According to a report by Asian-focused news and analysis site Pacific Epoch, China had 25.3 million paying online gamers at the end of 2005, continuing the massive rise of online video games in the rapidly emerging country.
In addition, the news, revealed as part of the entity's 2006 China's Online Game Report, comes in the wake of news that China’s Government body General Administration of Press and Publications (GAPP) has announced that adults will be exempt from the online game fatigue system, which restricts game functionality after a set period of time.
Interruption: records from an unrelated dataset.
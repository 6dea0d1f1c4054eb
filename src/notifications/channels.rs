use serde::{Deserialize, Serialize};

use crate::rules::Severity;

/// Notification channel loaded from `{"channels": [...]}`
#[derive(Debug, Clone, Serialize, Deserialize)]
#[serde(rename_all = "camelCase")]
pub struct NotificationChannel {
    pub id: String,
    pub name: String,
    #[serde(rename = "type")]
    pub channel_type: ChannelType,
    #[serde(default = "default_enabled")]
    pub enabled: bool,
    #[serde(default)]
    pub config: ChannelConfig,
}

/// Type of notification channel
#[derive(Debug, Clone, Copy, Serialize, Deserialize, PartialEq, Eq)]
#[serde(rename_all = "snake_case")]
pub enum ChannelType {
    Console,
    Websocket,
    Email,
    Slack,
    #[serde(rename = "pagerduty")]
    PagerDuty,
    AiFeedback,
}

impl ChannelType {
    pub fn as_str(&self) -> &'static str {
        match self {
            ChannelType::Console => "console",
            ChannelType::Websocket => "websocket",
            ChannelType::Email => "email",
            ChannelType::Slack => "slack",
            ChannelType::PagerDuty => "pagerduty",
            ChannelType::AiFeedback => "ai_feedback",
        }
    }
}

/// Type-specific channel settings. Which fields are required depends on the
/// channel type and is checked when a notification is built.
#[derive(Debug, Clone, Default, Serialize, Deserialize)]
#[serde(rename_all = "camelCase", default)]
pub struct ChannelConfig {
    // Email
    pub recipients: Vec<String>,
    #[serde(skip_serializing_if = "Option::is_none")]
    pub from_address: Option<String>,
    #[serde(skip_serializing_if = "Option::is_none")]
    pub smtp_host: Option<String>,
    #[serde(skip_serializing_if = "Option::is_none")]
    pub smtp_port: Option<u16>,
    #[serde(skip_serializing_if = "Option::is_none")]
    pub smtp_username: Option<String>,
    #[serde(skip_serializing_if = "Option::is_none")]
    pub smtp_password: Option<String>,
    pub use_tls: bool,
    // Slack
    #[serde(skip_serializing_if = "Option::is_none")]
    pub webhook_url: Option<String>,
    #[serde(skip_serializing_if = "Option::is_none")]
    pub slack_channel: Option<String>,
    #[serde(skip_serializing_if = "Option::is_none")]
    pub username: Option<String>,
    // PagerDuty
    #[serde(skip_serializing_if = "Option::is_none")]
    pub routing_key: Option<String>,
    // Shared
    #[serde(skip_serializing_if = "Option::is_none")]
    pub templates: Option<MessageTemplates>,
    #[serde(skip_serializing_if = "Option::is_none")]
    pub min_severity: Option<Severity>,
    #[serde(skip_serializing_if = "Option::is_none")]
    pub feedback_type: Option<FeedbackType>,
}

#[derive(Debug, Clone, Default, Serialize, Deserialize)]
#[serde(default)]
pub struct MessageTemplates {
    pub subject: Option<String>,
    pub body: Option<String>,
}

/// Enrichment requested by an `ai_feedback` channel
#[derive(Debug, Clone, Copy, Default, Serialize, Deserialize, PartialEq, Eq)]
#[serde(rename_all = "lowercase")]
pub enum FeedbackType {
    #[default]
    Explanation,
    Recommendation,
    Correlation,
}

fn default_enabled() -> bool {
    true
}

impl NotificationChannel {
    pub fn new(id: impl Into<String>, name: impl Into<String>, channel_type: ChannelType) -> Self {
        Self {
            id: id.into(),
            name: name.into(),
            channel_type,
            enabled: true,
            config: ChannelConfig::default(),
        }
    }

    pub fn with_config(mut self, config: ChannelConfig) -> Self {
        self.config = config;
        self
    }
}

#[cfg(test)]
mod tests {
    use super::*;
    use serde_json::json;

    #[test]
    fn test_parse_channels() {
        let slack: NotificationChannel = serde_json::from_value(json!({
            "id": "ops-slack",
            "name": "Ops Slack",
            "type": "slack",
            "config": { "webhookUrl": "https://hooks.slack.test/x", "minSeverity": "error" }
        }))
        .unwrap();
        assert_eq!(slack.channel_type, ChannelType::Slack);
        assert!(slack.enabled);
        assert_eq!(slack.config.webhook_url.as_deref(), Some("https://hooks.slack.test/x"));
        assert_eq!(slack.config.min_severity, Some(Severity::Error));

        let feedback: NotificationChannel = serde_json::from_value(json!({
            "id": "ai", "name": "AI", "type": "ai_feedback", "enabled": false,
            "config": { "feedbackType": "correlation" }
        }))
        .unwrap();
        assert_eq!(feedback.channel_type, ChannelType::AiFeedback);
        assert_eq!(feedback.config.feedback_type, Some(FeedbackType::Correlation));

        let console: NotificationChannel =
            serde_json::from_value(json!({ "id": "c", "name": "Console", "type": "console" })).unwrap();
        assert!(console.config.recipients.is_empty());
    }
}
In the original agreement over 'game fatigue', sometimes called the “Beijing Accord” and signed last August, seven of China’s largest online games publishers – Shanda, NetEase, The9, Optisp, Kingsoft, SINA and Sohu – agreed to implement a system which cuts the ability of a player’s online character in half and their ability to find treasure after three hours of consecutive game use. Further restrictions were then enforced after five hours of continuous play.
The system began on a trial basis in October, promoting mass migrations of users to servers not using the system. The newly revised system will now only be enforced for those under eighteen years of age. However, according to a GAPP official reported on by Pacific Epoch, even this will force gamers to register their real name and details. GAPP officials expect the newly revised online game fatigue system to be implemented across the entire country by the end of 2006.